++++ Extracted data

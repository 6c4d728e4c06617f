//! Status vocabulary published by the caster.
//!
//! Labels are shown verbatim on the OSD; unknown labels pass through
//! untouched. The empty label is the steady "playing" state.

pub const STATUS_PLAYING: &str = "";
pub const STATUS_NO_TAPE: &str = "█ NO TAPE";
pub const STATUS_PLAY: &str = "⏵ PLAY";
pub const STATUS_PAUSE: &str = "▊ PAUSE";
pub const STATUS_TAPE_READY: &str = "⏯ TAPE READY";
pub const STATUS_SEEK: &str = "⏩ SEEK";
pub const STATUS_FWD: &str = "⏭ FWD";
pub const STATUS_BACK: &str = "⏮ BACK";
pub const STATUS_EJECT: &str = "⏏ EJECT";
pub const STATUS_LIVE_FEED: &str = "⏺ LIVE FEED";
pub const STATUS_DOWNLOADING: &str = "⏬ DOWNLOADING";
pub const STATUS_ERROR: &str = "! ERROR";

/// Whether push-to-talk stays blocked under this status: the tape (or a live
/// feed) is rolling and talkers would step on it.
pub fn blocks_talk(status: &str) -> bool {
    matches!(
        status,
        STATUS_PLAYING | STATUS_PLAY | STATUS_SEEK | STATUS_FWD | STATUS_BACK | STATUS_LIVE_FEED
    )
}

#[cfg(test)]
mod tests {
    use super::{
        STATUS_NO_TAPE, STATUS_PAUSE, STATUS_PLAY, STATUS_PLAYING, STATUS_TAPE_READY, blocks_talk,
    };
    use crate::error::{AppResult, ValidationError};

    #[test]
    fn rolling_statuses_block_talk() -> AppResult<()> {
        for status in [STATUS_PLAYING, STATUS_PLAY] {
            if !blocks_talk(status) {
                return Err(ValidationError::from(format!(
                    "status '{status}' should block talk"
                ))
                .into());
            }
        }
        for status in [STATUS_PAUSE, STATUS_NO_TAPE, STATUS_TAPE_READY, "custom"] {
            if blocks_talk(status) {
                return Err(ValidationError::from(format!(
                    "status '{status}' should not block talk"
                ))
                .into());
            }
        }
        Ok(())
    }
}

++++++++

Exercise instructions |
Copy the lines above exactly. Start with the line containing "pub const STATUS_EJECT: &str", end with the line containing "pub const STATUS_ERROR: &str", and include both.

Solution to the problem |
pub const STATUS_EJECT: &str = "⏏ EJECT";
pub const STATUS_LIVE_FEED: &str = "⏺ LIVE FEED";
pub const STATUS_DOWNLOADING: &str = "⏬ DOWNLOADING";
pub const STATUS_ERROR: &str = "! ERROR";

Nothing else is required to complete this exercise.